KALAM: In the past few years, Pakistan’s Swat valley has been occupied by Islamic insurgents, undergone a bruising counter-offensive by the army and then flooded by waters that washed away acres of fruit orchards and steeply terraced fields.
In October last year, the valley, which lies about 250km north of the capital Islamabad, was again in the global spotlight when Islamic gunmen shot schoolgirl Malala Yousafzai.
Now, as villagers try to piece together shattered lives, the military is coming under pressure to talk peace with the Taliban, a ruthless Pakistani offshoot of the Islamic radical movement of the same name in neighbouring Afghanistan.

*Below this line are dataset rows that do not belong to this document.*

//! Table types.

use super::{Direction, Extensions, PositionHint};
use serde::{Deserialize, Serialize};

/// A rectangular table of cell strings.
///
/// All rows have the same number of cells. [`Table::new`] pads irregular
/// input with empty cells; validation rejects a table that is not
/// rectangular.
#[derive(Debug, Clone, PartialEq, Serialize, Deserialize)]
pub struct Table {
    /// Rows in order, each an ordered sequence of cell strings
    pub rows: Vec<Vec<String>>,

    /// Number of leading header rows
    #[serde(default)]
    pub header_rows: usize,

    /// Table caption
    #[serde(default, skip_serializing_if = "Option::is_none")]
    pub caption: Option<String>,

    #[serde(default)]
    pub direction: Direction,

    #[serde(default, skip_serializing_if = "Option::is_none")]
    pub position: Option<PositionHint>,

    #[serde(flatten)]
    pub extensions: Extensions,
}

impl Table {
    /// Create a table, padding short rows to the widest row.
    pub fn new(rows: Vec<Vec<String>>) -> Self {
        let width = rows.iter().map(Vec::len).max().unwrap_or(0);
        let rows = rows
            .into_iter()
            .map(|mut row| {
                row.resize(width, String::new());
                row
            })
            .collect();

        Self {
            rows,
            header_rows: 0,
            caption: None,
            direction: Direction::Auto,
            position: None,
            extensions: Extensions::new(),
        }
    }

    /// Create a table from anything string-like.
    pub fn from_rows<R, S>(rows: impl IntoIterator<Item = R>) -> Self
    where
        R: IntoIterator<Item = S>,
        S: Into<String>,
    {
        Self::new(
            rows.into_iter()
                .map(|row| row.into_iter().map(Into::into).collect())
                .collect(),
        )
    }

    /// Set the number of header rows.
    pub fn with_header_rows(mut self, count: usize) -> Self {
        self.header_rows = count.min(self.rows.len());
        self
    }

    /// Set the caption.
    pub fn with_caption(mut self, caption: impl Into<String>) -> Self {
        self.caption = Some(caption.into());
        self
    }

    /// Set the direction.
    pub fn with_direction(mut self, direction: Direction) -> Self {
        self.direction = direction;
        self
    }

    /// Get the number of rows.
    pub fn row_count(&self) -> usize {
        self.rows.len()
    }

    /// Get the number of columns.
    pub fn column_count(&self) -> usize {
        self.rows.first().map(Vec::len).unwrap_or(0)
    }

    /// Check if the table is empty.
    pub fn is_empty(&self) -> bool {
        self.rows.is_empty()
    }

    /// Check that every row has the same cell count.
    pub fn is_rectangular(&self) -> bool {
        let width = self.column_count();
        self.rows.iter().all(|row| row.len() == width)
    }

    /// Get the header rows.
    pub fn header(&self) -> &[Vec<String>] {
        &self.rows[..self.header_rows.min(self.rows.len())]
    }

    /// Get the body rows (non-header).
    pub fn body(&self) -> &[Vec<String>] {
        &self.rows[self.header_rows.min(self.rows.len())..]
    }

    /// Get plain text content of the table (tab-separated rows).
    pub fn plain_text(&self) -> String {
        self.rows
            .iter()
            .map(|row| row.join("\t"))
            .collect::<Vec<_>>()
            .join("\n")
    }
}

#[cfg(test)]
mod tests {
    use super::*;

    #[test]
    fn test_table_pads_ragged_rows() {
        let table = Table::from_rows(vec![vec!["a", "b", "c"], vec!["d"], vec![]]);
        assert!(table.is_rectangular());
        assert_eq!(table.column_count(), 3);
        assert_eq!(table.rows[1], vec!["d", "", ""]);
        assert_eq!(table.rows[2], vec!["", "", ""]);
    }

    #[test]
    fn test_header_and_body() {
        let table =
            Table::from_rows(vec![vec!["Name", "Age"], vec!["Ali", "30"]]).with_header_rows(1);
        assert_eq!(table.header().len(), 1);
        assert_eq!(table.body().len(), 1);
        assert_eq!(table.plain_text(), "Name\tAge\nAli\t30");
    }

    #[test]
    fn test_header_rows_bounded() {
        let table = Table::from_rows(vec![vec!["x"]]).with_header_rows(5);
        assert_eq!(table.header_rows, 1);
        assert!(table.body().is_empty());
    }
}
//! Splitting paragraph text into uniformly styled runs.

use crate::model::Paragraph;

/// A run of paragraph text with one set of styles and at most one link.
///
/// `start` and `end` are char offsets into the paragraph text.
#[derive(Debug, Clone, Copy, PartialEq, Eq)]
pub(crate) struct Segment<'p> {
    pub start: usize,
    pub end: usize,
    pub bold: bool,
    pub italic: bool,
    pub underline: bool,
    pub strike: bool,
    pub url: Option<&'p str>,
}

impl Segment<'_> {
    pub fn is_plain(&self) -> bool {
        !(self.bold || self.italic || self.underline || self.strike) && self.url.is_none()
    }
}

/// Cut a paragraph at every span and link boundary.
///
/// Segments are contiguous and cover the whole text. Styles are ignored
/// unless `with_styles` is set; links are always kept. Offsets past the end
/// of the text are clamped.
pub(crate) fn segments(paragraph: &Paragraph, with_styles: bool) -> Vec<Segment<'_>> {
    let len = paragraph.text.chars().count();
    if len == 0 {
        return Vec::new();
    }

    let mut cuts = vec![0, len];
    if with_styles {
        for span in &paragraph.spans {
            cuts.push(span.start.min(len));
            cuts.push(span.end.min(len));
        }
    }
    for link in &paragraph.links {
        cuts.push(link.start.min(len));
        cuts.push(link.end.min(len));
    }
    cuts.sort_unstable();
    cuts.dedup();

    cuts.windows(2)
        .map(|w| {
            let (start, end) = (w[0], w[1]);
            let covering = |s: usize, e: usize| s <= start && end <= e;
            let mut segment = Segment {
                start,
                end,
                bold: false,
                italic: false,
                underline: false,
                strike: false,
                url: paragraph
                    .links
                    .iter()
                    .find(|l| covering(l.start, l.end))
                    .map(|l| l.url.as_str()),
            };
            if with_styles {
                for span in paragraph.spans.iter().filter(|s| covering(s.start, s.end)) {
                    segment.bold |= span.bold;
                    segment.italic |= span.italic;
                    segment.underline |= span.underline;
                    segment.strike |= span.strike;
                }
            }
            segment
        })
        .collect()
}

Civilian Pakistani leaders elected in May want to open a dialogue with the homegrown militants set on overthrowing the nuclear-armed state. They say the local people are fed up with the violence and that any talks will be legitimised by US efforts to promote peace with the Afghan Taliban.

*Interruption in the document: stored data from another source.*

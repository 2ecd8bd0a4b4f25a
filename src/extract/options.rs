//! Extraction options.

use crate::model::{InlineLink, Paragraph, StyleSpan};

/// Options passed to every extractor.
#[derive(Debug, Clone)]
pub struct ExtractOptions {
    /// OCR language hints, dominant script first
    pub ocr_languages: Vec<String>,

    /// OCR confidence below this is flagged, never discarded
    pub confidence_floor: f64,

    /// Tokens whose vertical centers differ by less than this fraction of
    /// their height share a baseline
    pub line_tolerance: f64,

    /// Largest horizontal gap, as a multiple of token height, merged into
    /// one positioned block
    pub gap_factor: f64,

    /// Apply NFKC and whitespace normalization to extracted text
    pub clean_text: bool,

    /// Downscale embedded images whose longer side exceeds this many pixels.
    /// `None` keeps original bytes untouched.
    pub max_image_dimension: Option<u32>,

    /// Original file name recorded in metadata
    pub source_name: Option<String>,

    /// Tag the input was requested under, set by the registry
    pub(crate) format_tag: Option<String>,
}

impl ExtractOptions {
    /// Create new extraction options with defaults.
    pub fn new() -> Self {
        Self::default()
    }

    /// Set OCR language hints.
    pub fn with_ocr_languages<S: Into<String>>(mut self, languages: impl IntoIterator<Item = S>) -> Self {
        self.ocr_languages = languages.into_iter().map(Into::into).collect();
        self
    }

    /// Set the low-confidence floor, clamped to `[0, 1]`.
    pub fn with_confidence_floor(mut self, floor: f64) -> Self {
        self.confidence_floor = floor.clamp(0.0, 1.0);
        self
    }

    /// Set the baseline tolerance.
    pub fn with_line_tolerance(mut self, tolerance: f64) -> Self {
        self.line_tolerance = tolerance.max(0.0);
        self
    }

    /// Set the horizontal merge gap factor.
    pub fn with_gap_factor(mut self, factor: f64) -> Self {
        self.gap_factor = factor.max(0.0);
        self
    }

    /// Enable or disable text normalization.
    pub fn with_clean_text(mut self, clean: bool) -> Self {
        self.clean_text = clean;
        self
    }

    /// Request downscaling of large embedded images.
    pub fn with_max_image_dimension(mut self, max: u32) -> Self {
        self.max_image_dimension = Some(max.max(1));
        self
    }

    /// Record the source file name.
    pub fn with_source_name(mut self, name: impl Into<String>) -> Self {
        self.source_name = Some(name.into());
        self
    }

    /// Copy of these options for an input requested as `tag`.
    pub(crate) fn for_format(&self, tag: &str) -> Self {
        Self {
            format_tag: Some(tag.to_lowercase()),
            ..self.clone()
        }
    }

    /// The requested tag, or `default` outside the registry.
    pub(crate) fn format_or<'a>(&'a self, default: &'a str) -> &'a str {
        self.format_tag.as_deref().unwrap_or(default)
    }

    /// Normalize a text value according to these options.
    pub(crate) fn clean(&self, text: &str) -> String {
        if self.clean_text {
            super::clean::clean_text(text, true)
        } else {
            text.to_string()
        }
    }

    /// Build a paragraph from raw text with spans and links, normalizing the
    /// text according to these options and keeping offsets aligned.
    pub(crate) fn paragraph(
        &self,
        text: &str,
        spans: Vec<StyleSpan>,
        links: Vec<InlineLink>,
    ) -> Paragraph {
        if !self.clean_text {
            let mut paragraph = Paragraph::new(text);
            paragraph.spans = spans;
            paragraph.links = links;
            return paragraph;
        }

        let (folded, fold_map) = super::clean::fold_mapped(text);
        let (collapsed, collapse_map) = super::clean::collapse_whitespace(&folded);
        let text_len = fold_map.len() - 1;
        let remap = |start: usize, end: usize| {
            let start = collapse_map[fold_map[start.min(text_len)]];
            let end = collapse_map[fold_map[end.min(text_len)]];
            (end > start).then_some((start, end))
        };

        let mut paragraph = Paragraph::new(collapsed);
        paragraph.spans = spans
            .into_iter()
            .filter_map(|span| {
                let (start, end) = remap(span.start, span.end)?;
                Some(StyleSpan { start, end, ..span })
            })
            .collect();
        paragraph.links = links
            .into_iter()
            .filter_map(|link| {
                let (start, end) = remap(link.start, link.end)?;
                Some(InlineLink { start, end, ..link })
            })
            .collect();
        paragraph
    }
}

impl Default for ExtractOptions {
    fn default() -> Self {
        Self {
            ocr_languages: vec!["ara".to_string(), "eng".to_string()],
            confidence_floor: 0.6,
            line_tolerance: 0.5,
            gap_factor: 1.5,
            clean_text: true,
            max_image_dimension: None,
            source_name: None,
            format_tag: None,
        }
    }
}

But the powerful military, which has spent years chasing the Pakistan Taliban into ever-more remote hideouts, is in no mood to negotiate with militants who have killed thousands of soldiers and who they say cannot be trusted. Some villagers back that stand.

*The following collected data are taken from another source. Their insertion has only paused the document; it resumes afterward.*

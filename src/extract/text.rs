//! Plain text extractor.

use super::clean::{count_words, extract_urls, split_paragraphs, unwrap_lines};
use super::{start_document, title_from_source, ExtractOptions, Extractor};
use crate::bidi::detect_direction;
use crate::error::Result;
use crate::model::{Document, ExtractionWarning, Heading, InlineLink, List, Paragraph};
use std::borrow::Cow;

static_regex!(bullet_regex, r"^\s*[-*•]\s+");
static_regex!(number_regex, r"^\s*\d+[.)]\s+");
static_regex!(letter_regex, r"^\s*[a-zA-Z][.)]\s+");
static_regex!(marker_regex, r"^\s*(?:[-*•]|\d+[.)]|[a-zA-Z][.)])\s+");

/// Extractor for UTF-8 plain text.
///
/// The whole file becomes one page. Blank lines separate blocks; a short
/// first block becomes the title heading, short all-caps blocks become
/// section headings, and blocks made mostly of bullet or numbered lines
/// become lists.
#[derive(Debug, Default)]
pub struct TextExtractor;

impl TextExtractor {
    pub fn new() -> Self {
        Self
    }
}

impl Extractor for TextExtractor {
    fn name(&self) -> &str {
        "text"
    }

    fn format_tags(&self) -> &[&str] {
        &["txt", "text"]
    }

    fn extract(&self, bytes: &[u8], options: &ExtractOptions) -> Result<Document> {
        let content = String::from_utf8_lossy(bytes);
        let mut builder = start_document("txt", options);
        if let Cow::Owned(_) = content {
            builder.warn(ExtractionWarning::document(
                "input is not valid UTF-8; undecodable bytes were lost",
            ));
        }

        let first_line = content.lines().map(str::trim).find(|l| !l.is_empty());
        match first_line {
            Some(line) if line.chars().count() <= 100 => builder.set_title(options.clean(line)),
            _ => {
                if let Some(title) = title_from_source(options) {
                    builder.set_title(title);
                }
            }
        }
        builder.metadata_mut().word_count = Some(count_words(&content));

        let page = builder.new_page();
        page.direction = detect_direction(&content);

        for (index, raw) in split_paragraphs(&content).iter().enumerate() {
            let text = options.clean(raw);
            if text.is_empty() {
                continue;
            }
            let direction = detect_direction(&text);

            if let Some(level) = heading_level(&text, index == 0) {
                page.push(Heading::new(level, text).with_direction(direction));
            } else if is_list(&text) {
                let ordered = is_ordered(&text);
                page.push(List::new(list_items(&text), ordered).with_direction(direction));
            } else {
                page.push(paragraph_with_links(unwrap_lines(&text)).with_direction(direction));
            }
        }

        Ok(builder.build()?)
    }
}

/// Heading level for a block that reads like a heading.
fn heading_level(text: &str, is_first: bool) -> Option<u8> {
    let len = text.chars().count();
    if len > 100 || text.contains('\n') {
        return None;
    }
    if is_first && len < 80 {
        return Some(1);
    }
    let has_letters = text.chars().any(char::is_alphabetic);
    if has_letters && len < 60 && text.chars().all(|c| !c.is_lowercase()) && text == text.to_uppercase() {
        return Some(2);
    }
    None
}

fn is_list_line(line: &str) -> bool {
    [bullet_regex(), number_regex(), letter_regex()]
        .into_iter()
        .flatten()
        .any(|re| re.is_match(line))
}

/// At least half the lines of a multi-line block carry a list marker.
fn is_list(text: &str) -> bool {
    let lines: Vec<&str> = text.lines().collect();
    if lines.len() < 2 {
        return false;
    }
    let matches = lines.iter().filter(|line| is_list_line(line)).count();
    matches * 2 >= lines.len()
}

fn is_ordered(text: &str) -> bool {
    text.lines().any(|line| {
        [number_regex(), letter_regex()]
            .into_iter()
            .flatten()
            .any(|re| re.is_match(line))
    })
}

fn list_items(text: &str) -> Vec<String> {
    text.lines()
        .map(|line| match marker_regex() {
            Some(re) => re.replace(line, "").trim().to_string(),
            None => line.trim().to_string(),
        })
        .filter(|item| !item.is_empty())
        .collect()
}

/// A paragraph with each URL in the text turned into an inline link.
pub(crate) fn paragraph_with_links(text: String) -> Paragraph {
    let links = extract_urls(&text);
    let mut paragraph = Paragraph::new(text);
    for found in links {
        paragraph = paragraph.with_link(InlineLink::new(found.start, found.end, found.url));
    }
    paragraph
}

#[cfg(test)]
mod tests {
    use super::*;
    use crate::model::{Block, Direction};

    fn extract(text: &str) -> Document {
        TextExtractor::new()
            .extract(text.as_bytes(), &ExtractOptions::default())
            .unwrap()
    }

    #[test]
    fn test_first_line_heading() {
        let doc = extract("Quarterly Report\n\nRevenue grew in every region.");
        assert_eq!(doc.title(), Some("Quarterly Report"));
        let blocks = &doc.pages()[0].blocks;
        assert!(matches!(&blocks[0], Block::Heading(h) if h.level == 1));
        assert!(matches!(&blocks[1], Block::Paragraph(p) if p.text == "Revenue grew in every region."));
    }

    #[test]
    fn test_all_caps_heading() {
        let doc = extract("Intro line that is a title\n\nSUMMARY\n\nBody.");
        let blocks = &doc.pages()[0].blocks;
        assert!(matches!(&blocks[1], Block::Heading(h) if h.level == 2 && h.text == "SUMMARY"));
    }

    #[test]
    fn test_list_detection() {
        let doc = extract("Shopping\n\n- milk\n- bread\n- eggs\n\n1. first\n2) second");
        let blocks = &doc.pages()[0].blocks;
        match &blocks[1] {
            Block::List(list) => {
                assert!(!list.ordered);
                assert_eq!(list.items, vec!["milk", "bread", "eggs"]);
            }
            other => panic!("expected list, got {:?}", other),
        }
        assert!(matches!(&blocks[2], Block::List(list) if list.ordered && list.items == ["first", "second"]));
    }

    #[test]
    fn test_urls_become_links() {
        let doc = extract("Title\n\nRead https://example.com/docs for more.");
        match &doc.pages()[0].blocks[1] {
            Block::Paragraph(p) => {
                assert_eq!(p.links.len(), 1);
                assert_eq!(p.links[0].url, "https://example.com/docs");
                assert_eq!(p.links[0].start, 5);
            }
            other => panic!("expected paragraph, got {:?}", other),
        }
    }

    #[test]
    fn test_invalid_utf8_is_flagged() {
        let doc = TextExtractor::new()
            .extract(b"Title\n\nabc\xff\xfedef", &ExtractOptions::default())
            .unwrap();
        assert_eq!(doc.metadata().warnings.len(), 1);
        assert!(doc.metadata().warnings[0].message.contains("UTF-8"));
        assert!(matches!(&doc.pages()[0].blocks[1], Block::Paragraph(p) if p.text == "abcdef"));

        let clean = extract("Title\n\nabc def");
        assert!(clean.metadata().warnings.is_empty());
    }

    #[test]
    fn test_direction_per_block() {
        let doc = extract("مرحبا بالعالم\n\nHello world, this is English.");
        let blocks = &doc.pages()[0].blocks;
        assert_eq!(blocks[0].direction(), Direction::Rtl);
        assert_eq!(blocks[1].direction(), Direction::Ltr);
    }

    #[test]
    fn test_hard_wrapped_paragraph_unwrapped() {
        let doc = extract("Title\n\nThis line is\nwrapped by the infor-\nmation source.");
        assert!(matches!(
            &doc.pages()[0].blocks[1],
            Block::Paragraph(p) if p.text == "This line is wrapped by the information source."
        ));
    }

    #[test]
    fn test_empty_input_has_one_page() {
        let doc = extract("");
        assert_eq!(doc.page_count(), 1);
        assert!(doc.pages()[0].is_empty());
    }

    #[test]
    fn test_word_count() {
        let doc = extract("one two three\n\nfour");
        assert_eq!(doc.metadata().word_count, Some(4));
    }
}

“(The Taliban) doesn’t accept the government’s writ, they are not faithful to the constitution, how can a political party talk to them?” said Abdul Rehman, an elder in the village of Kalam, a former tourist hotspot high in the Swat valley and ringed by snow-capped peaks of the Hindu Khush. The village is famous for repelling Taliban attacks.
“We forced them away, first on our own, then with the help of the army,” Rehman said.
Pakistan’s military leaders are at pains to distinguish between the Afghan Taliban, to which Pakistan maintains ties and which they argue can be seen as fighting against occupation, and its local imitators who they see as domestic terrorists.
The Pakistani Taliban pledges allegiance to Mullah Mohammad Omar, the leader of the Afghan Taliban but Omar is careful not to be seen to attack the Pakistani state. The Pakistani Taliban suddenly sacked its spokesman on Tuesday amid signs of strained ties between the groups.
Prime Minister Nawaz Sharif and his prominent rival Imran Khan both offered to talk to the Pakistani militants while campaigning for May’s federal and provincial elections. While Sharif won the federal elections, Khan’s party emerged victorious in Khyber Pakhtunkhwa, the province that includes Swat Valley and remains a hotbed of Pakistani Taliban activity.
“For the last nine years we have relied on the army to bring peace, but instead the situation got worse,” Khan said last month during a visit to Peshawar, the province’s capital. “It’s now time for politicians to resolve the issue.”
But there is no easy solution.
Most of the militants seek refuge in the neighbouring Federally Administered Tribal Areas (FATA) — districts strung along Pakistan’s border with Afghanistan and run by central writ — and the provincial government cannot control the process.
Sharif’s federal government can only do so much. Pakistan’s military largely has a free hand regarding internal security. It is the army, its intelligence agencies and the Taliban itself who will decide whether to talk or fight.
So far, the military has shown no inclination to relax an offensive many officers feel they can win.
Saifullah Khan Mahsud, an expert on the situation in FATA, says the army believes it has the Pakistani Taliban on the back foot and is biding time for a fatal blow in border areas like North Waziristan, where the militants are holed up. “At the end of the day it is the military stance that is going to prevail,” he said.